Figure 2. Exploded view of mold assembly.

2.3. Prepreg Layup

Three preform configurations were fabricated by wrapping plies around the arbor:

• All twill (AT), with 14 plies of twill-weave fabric.
• MA1, using 10 UD plies around the flat and 14 twill plies around the curved section.
• MA2, using 13 UD plies around the flat and 14 twill plies around the curved section.

All prepregs, including both twill-weave and UD carbon fiber types, had a nominal cured ply thickness of 0.203 mm. The all-twill AT layup consisted of 14 twill-weave prepreg plies, each wrapped around the D-shaped arbor. Layers 1 through 13 were trimmed to leave a 3.2 mm (0.125 in.) circumferential gap upon wrapping. Each successive layer was staggered circumferentially by 3.2 mm relative to the one beneath it, in order to distribute the gaps uniformly and to accommodate the lateral expansion of the prepregs that occurs as their thickness decreases during compaction. The outermost layer (Layer 14) was wrapped fully around the stack to ensure a continuous exterior surface in direct contact with the mold cavity.

The MA1 layup incorporated a combination of 10 UD plies around the flat and 14 twill-weave plies around the curved section. The UD plies were inserted in the flat region to enhance in-plane stiffness.
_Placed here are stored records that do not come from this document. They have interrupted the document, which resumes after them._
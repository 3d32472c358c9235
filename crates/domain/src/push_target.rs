use crate::shared::entity::{Entity, ID};
use serde::{Deserialize, Serialize};

/// A registered delivery endpoint for push notifications. Created and
/// removed by external request handlers; the reminder scheduler only ever
/// reads these.
#[derive(Debug, Clone, Serialize, Deserialize)]
pub struct PushTarget {
    pub id: ID,
    /// Unique endpoint identifier, also the delivery URL.
    pub endpoint: String,
    /// Transport credential presented to the endpoint on delivery.
    pub auth_key: String,
    /// Owning subscriber, when the target was registered by a known user.
    pub user_id: Option<ID>,
}

impl PushTarget {
    pub fn new(endpoint: String, auth_key: String, user_id: Option<ID>) -> Self {
        Self {
            id: Default::default(),
            endpoint,
            auth_key,
            user_id,
        }
    }
}

impl Entity for PushTarget {
    fn id(&self) -> &ID {
        &self.id
    }
}
mod inmemory;

use courtside_domain::{ContestUpdate, ID};
pub use inmemory::InMemoryContestUpdateRepo;

#[async_trait::async_trait]
pub trait IContestUpdateRepo: Send + Sync {
    async fn insert(&self, update: &ContestUpdate) -> anyhow::Result<()>;
    /// Records for one contest, ascending by creation instant.
    async fn find_by_contest(&self, contest_id: &ID) -> Vec<ContestUpdate>;
}
//! Subscribe/publish event delivery.
//!
//! Components own an [`EventBus`] for their notifications. Subscribers are
//! invoked synchronously on the publishing task, in subscription order.

use std::sync::atomic::{AtomicU64, Ordering};
use std::sync::Arc;

use parking_lot::Mutex;

type Callback<E> = Arc<dyn Fn(&E) + Send + Sync>;

/// Handle returned by [`EventBus::subscribe`].
#[derive(Debug, Clone, Copy, PartialEq, Eq, Hash)]
pub struct Subscription(u64);

/// Ordered list of subscribers for events of type `E`.
pub struct EventBus<E> {
    // ---
    next_id: AtomicU64,
    subscribers: Mutex<Vec<(Subscription, Callback<E>)>>,
}

impl<E> EventBus<E> {
    // ---
    pub fn new() -> Self {
        // ---
        Self {
            next_id: AtomicU64::new(1),
            subscribers: Mutex::new(Vec::new()),
        }
    }

    /// Registers `callback` and returns a handle for unsubscribing.
    pub fn subscribe<F>(&self, callback: F) -> Subscription
    where
        F: Fn(&E) + Send + Sync + 'static,
    {
        // ---
        let id = Subscription(self.next_id.fetch_add(1, Ordering::Relaxed));
        self.subscribers.lock().push((id, Arc::new(callback)));
        id
    }

    /// Removes a subscriber. Returns `false` if it was not registered.
    pub fn unsubscribe(&self, subscription: Subscription) -> bool {
        // ---
        let mut subscribers = self.subscribers.lock();
        let before = subscribers.len();
        subscribers.retain(|(id, _)| *id != subscription);
        subscribers.len() != before
    }

    /// Delivers `event` to every current subscriber.
    ///
    /// The subscriber list is snapshotted first, so callbacks may subscribe
    /// or unsubscribe without deadlocking.
    pub fn publish(&self, event: &E) {
        // ---
        let snapshot: Vec<Callback<E>> = self
            .subscribers
            .lock()
            .iter()
            .map(|(_, cb)| Arc::clone(cb))
            .collect();

        for callback in snapshot {
            callback(event);
        }
    }

    pub fn subscriber_count(&self) -> usize {
        self.subscribers.lock().len()
    }
}

impl<E> Default for EventBus<E> {
    fn default() -> Self {
        Self::new()
    }
}

#[cfg(test)]
mod tests {
    // ---
    use super::*;

    #[test]
    fn test_publish_in_subscription_order() {
        // ---
        let bus: EventBus<u32> = EventBus::new();
        let seen = Arc::new(Mutex::new(Vec::new()));

        for tag in ["a", "b", "c"] {
            let seen = Arc::clone(&seen);
            bus.subscribe(move |v: &u32| seen.lock().push(format!("{tag}{v}")));
        }

        bus.publish(&7);
        assert_eq!(*seen.lock(), vec!["a7", "b7", "c7"]);
    }

    #[test]
    fn test_unsubscribe() {
        // ---
        let bus: EventBus<()> = EventBus::new();
        let count = Arc::new(AtomicU64::new(0));

        let c = Arc::clone(&count);
        let sub = bus.subscribe(move |_| {
            c.fetch_add(1, Ordering::SeqCst);
        });

        bus.publish(&());
        assert!(bus.unsubscribe(sub));
        assert!(!bus.unsubscribe(sub));
        bus.publish(&());

        assert_eq!(count.load(Ordering::SeqCst), 1);
        assert_eq!(bus.subscriber_count(), 0);
    }
}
At the flat-to-curve transition, each UD segment extended approximately 2.5 mm into the curved region to maintain continuity. In each layer of the layup, a circumferential gap of 1.6 mm was placed between the UD section and the twill-weave section. To prevent the formation of weak interlaminar planes, the interfaces between UD and twill segments were laterally staggered by 1.6 mm in alternating directions through the laminate’s thickness. The layup was completed with a continuous twill ply on the outermost surface to preserve full coverage and structural integrity. The third layup, MA2, followed a similar hybrid architecture but contained 13 UD plies and 14 twill plies, resulting in a higher proportion of unidirectional reinforcement. In both hybrid layups, MA1 and MA2, the UD–twill interfaces were staggered, and the laminate was terminated with fully wrapped twill-weave ply. The layup sequence for the four innermost layers (on the arbor) in the twill-only and mixed configurations is illustrated in Figure 3.

Figure 3. First four layers of preform for (a) AT and (b) MA1 and MA2.

Figure 4 depicts the preform wrapped around the arbor before molding. Each completed preform with the arbor was placed inside matched-metal mold halves attached to a hydraulic press that had been preheated to 160 °C using embedded cartridge heaters and heated platens.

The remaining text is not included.